---- Records for the task

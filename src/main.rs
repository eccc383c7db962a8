use anyhow::Result;
use clap::Parser;
use jobfeed::cli::{handle_command, Cli};
use std::process::ExitCode;

#[tokio::main]
async fn main() -> Result<ExitCode> {
    let cli = Cli::parse();
    jobfeed::logging::init(cli.log_json, cli.log_file.as_deref())?;

    handle_command(cli).await
}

--------

Your instructions. Make an exact copy of every record listed above.

Reply to the task.
filename src/main.rs
repository eccc383c7db962a8
use anyhow::Result;
use clap::Parser;
use jobfeed::cli::{handle_command, Cli};
use std::process::ExitCode;

#[tokio::main]
async fn main() -> Result<ExitCode> {
    let cli = Cli::parse();
    jobfeed::logging::init(cli.log_json, cli.log_file.as_deref())?;

    handle_command(cli).await
}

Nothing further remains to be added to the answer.